Description of the task
When the line containing "variable (if set)" is found in the data below, copy it and each line after it through the line containing "std::fs::create_dir_all(self.data_dir())", exactly and with no others.

Excerpted data
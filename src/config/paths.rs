//! Path management for shell-expenses
//!
//! ## Path Resolution Order
//!
//! 1. `EXPENSES_DATA_DIR` environment variable (if set)
//! 2. Unix (Linux/macOS): `$XDG_CONFIG_HOME/shell-expenses` or `~/.config/shell-expenses`
//! 3. Windows: `%APPDATA%\shell-expenses`

use std::path::PathBuf;

use crate::error::ExpenseError;

/// Environment variable overriding the base directory
pub const DATA_DIR_ENV: &str = "EXPENSES_DATA_DIR";

/// Fixed name of the expenses database
pub const DATABASE_NAME: &str = "shell-expenses";

/// Manages all paths used by shell-expenses
#[derive(Debug, Clone)]
pub struct ExpensePaths {
    /// Base directory for all shell-expenses data
    base_dir: PathBuf,
}

impl ExpensePaths {
    /// Create a new ExpensePaths instance
    ///
    /// # Errors
    ///
    /// Returns an error if no home or application data directory can be
    /// determined.
    pub fn new() -> Result<Self, ExpenseError> {
        let base_dir = match std::env::var(DATA_DIR_ENV) {
            Ok(custom) if !custom.is_empty() => PathBuf::from(custom),
            _ => resolve_default_path()?,
        };

        Ok(Self { base_dir })
    }

    /// Create ExpensePaths with a custom base directory (useful for testing)
    pub fn with_base_dir(base_dir: PathBuf) -> Self {
        Self { base_dir }
    }

    /// Get the base directory (~/.config/shell-expenses/ or equivalent)
    pub fn base_dir(&self) -> &PathBuf {
        &self.base_dir
    }

    /// Get the data directory (~/.config/shell-expenses/data/)
    pub fn data_dir(&self) -> PathBuf {
        self.base_dir.join("data")
    }

    /// Get the path to the settings file
    pub fn settings_file(&self) -> PathBuf {
        self.base_dir.join("config.json")
    }

    /// Get the path to the expenses database
    pub fn database_file(&self) -> PathBuf {
        self.data_dir().join(format!("{}.db", DATABASE_NAME))
    }

    /// Ensure the base and data directories exist
    pub fn ensure_directories(&self) -> Result<(), ExpenseError> {
        std::fs::create_dir_all(&self.base_dir)
            .map_err(|e| ExpenseError::Io(format!("Failed to create base directory: {}", e)))?;

        std::fs::create_dir_all(self.data_dir())
            .map_err(|e| ExpenseError::Io(format!("Failed to create data directory: {}", e)))?;

        Ok(())
    }
}

/// Resolve the default base directory based on platform
#[cfg(not(windows))]
fn resolve_default_path() -> Result<PathBuf, ExpenseError> {
    let config_base = match std::env::var("XDG_CONFIG_HOME") {
        Ok(xdg) if !xdg.is_empty() => PathBuf::from(xdg),
        _ => {
            let home = std::env::var("HOME").map_err(|_| {
                ExpenseError::Config("HOME environment variable not set".into())
            })?;
            PathBuf::from(home).join(".config")
        }
    };
    Ok(config_base.join(DATABASE_NAME))
}

/// Resolve the default base directory based on platform
#[cfg(windows)]
fn resolve_default_path() -> Result<PathBuf, ExpenseError> {
    let appdata = std::env::var("APPDATA")
        .map_err(|_| ExpenseError::Config("Could not determine APPDATA directory".into()))?;
    Ok(PathBuf::from(appdata).join(DATABASE_NAME))
}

Finished task
//! 1. `EXPENSES_DATA_DIR` environment variable (if set)
//! 2. Unix (Linux/macOS): `$XDG_CONFIG_HOME/shell-expenses` or `~/.config/shell-expenses`
//! 3. Windows: `%APPDATA%\shell-expenses`

use std::path::PathBuf;

use crate::error::ExpenseError;

/// Environment variable overriding the base directory
pub const DATA_DIR_ENV: &str = "EXPENSES_DATA_DIR";

/// Fixed name of the expenses database
pub const DATABASE_NAME: &str = "shell-expenses";

/// Manages all paths used by shell-expenses
#[derive(Debug, Clone)]
pub struct ExpensePaths {
    /// Base directory for all shell-expenses data
    base_dir: PathBuf,
}

impl ExpensePaths {
    /// Create a new ExpensePaths instance
    ///
    /// # Errors
    ///
    /// Returns an error if no home or application data directory can be
    /// determined.
    pub fn new() -> Result<Self, ExpenseError> {
        let base_dir = match std::env::var(DATA_DIR_ENV) {
            Ok(custom) if !custom.is_empty() => PathBuf::from(custom),
            _ => resolve_default_path()?,
        };

        Ok(Self { base_dir })
    }

    /// Create ExpensePaths with a custom base directory (useful for testing)
    pub fn with_base_dir(base_dir: PathBuf) -> Self {
        Self { base_dir }
    }

    /// Get the base directory (~/.config/shell-expenses/ or equivalent)
    pub fn base_dir(&self) -> &PathBuf {
        &self.base_dir
    }

    /// Get the data directory (~/.config/shell-expenses/data/)
    pub fn data_dir(&self) -> PathBuf {
        self.base_dir.join("data")
    }

    /// Get the path to the settings file
    pub fn settings_file(&self) -> PathBuf {
        self.base_dir.join("config.json")
    }

    /// Get the path to the expenses database
    pub fn database_file(&self) -> PathBuf {
        self.data_dir().join(format!("{}.db", DATABASE_NAME))
    }

    /// Ensure the base and data directories exist
    pub fn ensure_directories(&self) -> Result<(), ExpenseError> {
        std::fs::create_dir_all(&self.base_dir)
            .map_err(|e| ExpenseError::Io(format!("Failed to create base directory: {}", e)))?;

        std::fs::create_dir_all(self.data_dir())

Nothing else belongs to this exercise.